Task item:
Can you return the records below exactly as they stand, but only from the first line through the one with "a Modbus exception"?

Saved data entries
========================
//! Error types for shared transports

use std::time::Duration;

use thiserror::Error;

use crate::endpoint::EndpointId;

/// Errors reported by a client link (no endpoint context yet)
#[derive(Debug, Error)]
pub enum LinkError {
    /// Failed to open the physical connection
    #[error("failed to open: {0}")]
    Open(String),

    /// The requested framing or feature is not available on this link
    #[error("unsupported: {0}")]
    Unsupported(String),

    /// I/O error on an open connection
    #[error("I/O error: {0}")]
    Io(#[from] std::io::Error),

    /// The slave answered with a Modbus exception
    #[error("exception response: {0}")]
    Exception(String),

    /// The response did not match the request
    #[error("unexpected response: {0}")]
    Unexpected(String),
}

impl LinkError {
    /// Whether the connection is unusable after this error
    pub fn is_fatal(&self) -> bool {
        matches!(self, LinkError::Open(_) | LinkError::Io(_))
    }
}

/// Errors surfaced by the transport registry and its handles
#[derive(Debug, Error)]
pub enum BusError {
    /// Endpoint is already open with different connection parameters
    #[error("configuration error on {endpoint}: {reason}")]
    Configuration { endpoint: EndpointId, reason: String },

    /// Connect failure or I/O error; the handle has been closed
    #[error("transport error on {endpoint}: {source}")]
    Transport {
        endpoint: EndpointId,
        #[source]
        source: LinkError,
    },

    /// Nothing answered within the request timeout
    #[error("no response from unit {unit} on {endpoint} within {timeout:?}")]
    Timeout {
        endpoint: EndpointId,
        unit: u8,
        timeout: Duration,
    },

    /// The slave answered, but not with the data requested
    #[error("unit {unit} on {endpoint}: {source}")]
    Protocol {
        endpoint: EndpointId,
        unit: u8,
        #[source]
        source: LinkError,
    },

    /// The handle was closed before or during the request
    #[error("transport {0} is closed")]
    Closed(EndpointId),

    /// A value could not be encoded for writing
    #[error("register coding error: {0}")]
    Codec(#[from] mb_register::CodecError),
}

impl BusError {
    /// Wrap a link error with the endpoint and unit it happened on
    pub fn from_link(error: LinkError, endpoint: &EndpointId, unit: u8) -> Self {
        if error.is_fatal() || matches!(error, LinkError::Unsupported(_)) {
            BusError::Transport {
                endpoint: endpoint.clone(),
                source: error,
            }
        } else {
            BusError::Protocol {
                endpoint: endpoint.clone(),
                unit,
                source: error,
            }
        }
    }

    /// No answer at all (absence of a device looks exactly like this)
    pub fn is_timeout(&self) -> bool {
        matches!(self, BusError::Timeout { .. })
    }

    /// The connection is gone; callers must acquire the endpoint again
    pub fn is_transport(&self) -> bool {
        matches!(self, BusError::Transport { .. } | BusError::Closed(_))
    }
}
========================
Response:
//! Error types for shared transports

use std::time::Duration;

use thiserror::Error;

use crate::endpoint::EndpointId;

/// Errors reported by a client link (no endpoint context yet)
#[derive(Debug, Error)]
pub enum LinkError {
    /// Failed to open the physical connection
    #[error("failed to open: {0}")]
    Open(String),

    /// The requested framing or feature is not available on this link
    #[error("unsupported: {0}")]
    Unsupported(String),

    /// I/O error on an open connection
    #[error("I/O error: {0}")]
    Io(#[from] std::io::Error),

    /// The slave answered with a Modbus exception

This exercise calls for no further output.